Maidie Andrews (left), Marie Lohr, Sybil Thorndike and Maureen Delany (right) rehearsing for Waiting in the Wings at the Duke of York's Theatre, 6 September 1960

She was Mrs Stirling in Noël Coward's musical Pacific 1860 (1946) opposite Mary Martin and Graham Payn. It was the first show to play at the Theatre Royal, Drury Lane after World War II. She played the drama teacher Monica Stevens in Ivor Novello's last musical Gay's the Word (1950–51) opposite Cicely Courtneidge and Thorley Walters at the Saville Theatre in London.

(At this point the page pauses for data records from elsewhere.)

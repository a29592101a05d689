use std::collections::HashMap;

use log::debug;
use mb_core::{Point2f, Vec2f};

use crate::contour::{Contour, Segment};

/// Counts reported by [`stitch_contours_with_stats`].
#[derive(Debug, Clone, Copy, PartialEq, Eq, Default)]
pub struct StitchStats {
    pub closed: usize,
    pub open: usize,
    pub degenerate: usize,
}

/// Links unordered segments into closed contours.
///
/// Endpoints are matched by their coordinates quantized to `eps`. From each
/// endpoint the walk continues along the unused incident segment that turns
/// least relative to the previous step; ties keep the earlier segment, so the
/// result depends only on the input order. Walks that dead-end are dropped.
pub fn stitch_contours(segments: &[Segment], eps: f32) -> Vec<Contour> {
    stitch_contours_with_stats(segments, eps).0
}

pub fn stitch_contours_with_stats(segments: &[Segment], eps: f32) -> (Vec<Contour>, StitchStats) {
    let mut incident: HashMap<EndpointKey, Vec<usize>> = HashMap::with_capacity(segments.len());
    for (i, s) in segments.iter().enumerate() {
        let ka = endpoint_key(s.a, eps);
        let kb = endpoint_key(s.b, eps);
        incident.entry(ka).or_default().push(i);
        if kb != ka {
            incident.entry(kb).or_default().push(i);
        }
    }

    let mut used = vec![false; segments.len()];
    let mut contours = Vec::new();
    let mut stats = StitchStats::default();

    for first in 0..segments.len() {
        if used[first] {
            continue;
        }
        used[first] = true;

        let seed = segments[first];
        let mut points = vec![seed.a, seed.b];
        let closed = walk(seed.a, &mut points, segments, &incident, &mut used, eps);

        if !closed {
            debug!(
                "contour break at ({:.3}, {:.3}) after {} points: no next segment",
                points[points.len() - 1].x,
                points[points.len() - 1].y,
                points.len()
            );
            stats.open += 1;
            continue;
        }

        match Contour::from_closed_points(points) {
            Some(c) => {
                contours.push(c);
                stats.closed += 1;
            }
            None => stats.degenerate += 1,
        }
    }

    debug!(
        "stitched {} segments into {} contours ({} open, {} degenerate discarded)",
        segments.len(),
        stats.closed,
        stats.open,
        stats.degenerate
    );

    (contours, stats)
}

/// Extends `points` until it returns to `start`. Returns `false` on a dead end.
fn walk(
    start: Point2f,
    points: &mut Vec<Point2f>,
    segments: &[Segment],
    incident: &HashMap<EndpointKey, Vec<usize>>,
    used: &mut [bool],
    eps: f32,
) -> bool {
    let eps_sq = eps * eps;
    let mut cur = points[points.len() - 1];

    loop {
        let key = endpoint_key(cur, eps);
        let Some(candidates) = incident.get(&key) else {
            return false;
        };

        let prev_dir = (cur - points[points.len() - 2]).normalize();

        let mut best: Option<(usize, Point2f)> = None;
        let mut best_turn = f32::INFINITY;
        for &si in candidates {
            if used[si] {
                continue;
            }

            let cand = segments[si];
            let next = if endpoint_key(cand.a, eps) == key {
                cand.b
            } else if endpoint_key(cand.b, eps) == key {
                cand.a
            } else {
                continue;
            };

            let turn = turning_angle(prev_dir, (next - cur).normalize());
            if turn < best_turn {
                best_turn = turn;
                best = Some((si, next));
            }
        }

        let Some((si, next)) = best else {
            return false;
        };

        used[si] = true;
        points.push(next);
        cur = next;

        if cur.dist_sq(start) <= eps_sq {
            let last = points.len() - 1;
            points[last] = start;
            return true;
        }
    }
}

/// Endpoint coordinates in units of `eps`.
type EndpointKey = (i64, i64);

/// Quantizes an endpoint. The cast saturates, so callers keep
/// `|coord| / eps` well inside `i64`.
#[inline]
fn endpoint_key(p: Point2f, eps: f32) -> EndpointKey {
    ((p.x / eps).round() as i64, (p.y / eps).round() as i64)
}

/// Unsigned angle in radians between unit directions. A zero direction
/// counts as no turn.
#[inline]
fn turning_angle(a: Vec2f, b: Vec2f) -> f32 {
    if a == Vec2f::default() || b == Vec2f::default() {
        return 0.0;
    }
    a.dot(b).clamp(-1.0, 1.0).acos()
}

Andrews was La Toulouse in the musical Wedding in Paris (1954) opposite Anton Walbrook and Evelyn Laye at the London Hippodrome. In 1959 she played Brigette Blair in a national tour of the farcical comedy Fool's Paradise, again opposite Courtneidge. She was Bonita Belgrave in the original production of Noël Coward's Waiting in the Wings opposite Sybil Thorndike and Marie Lohr and a cast of elderly actresses which premiered in Dublin on 8 August 1960 at the Olympia Theatre, and in the West End at the Duke of York's Theatre on 7 September 1960 before going on a national tour.

==Television and film==

As the Christening Lady in A Night to Remember (1958)

Her television appearances included ITV Play of the Week (1956); Ivor Novello (1956), a BBC docudrama about the life of Ivor Novello; in the series Sunday's Child (1959); Gilbert and Sullivan: The Immortal Jesters (1961), and Florrie Martin in the episode Sing Me the Old Song of the police series No Hiding Place (1966). She was Miss Trebelly in the film Symphony in Two Flats (1930) opposite Ivor Novello.

==Later life==
In 1939, she was living with her widowed mother Ada Harriet Andrews at Littlewick Green at Cookham in Berkshire. In 1950, she was living there with her youngest brother Cyril Walter Andrews.

Maidie Andrews spent her last years living in the family home of 37 St Mary's Mansions, St Mary's Terrace in Kensington. She died in 1986 at age 93. In her will, her estate was valued at £158,260. She never married.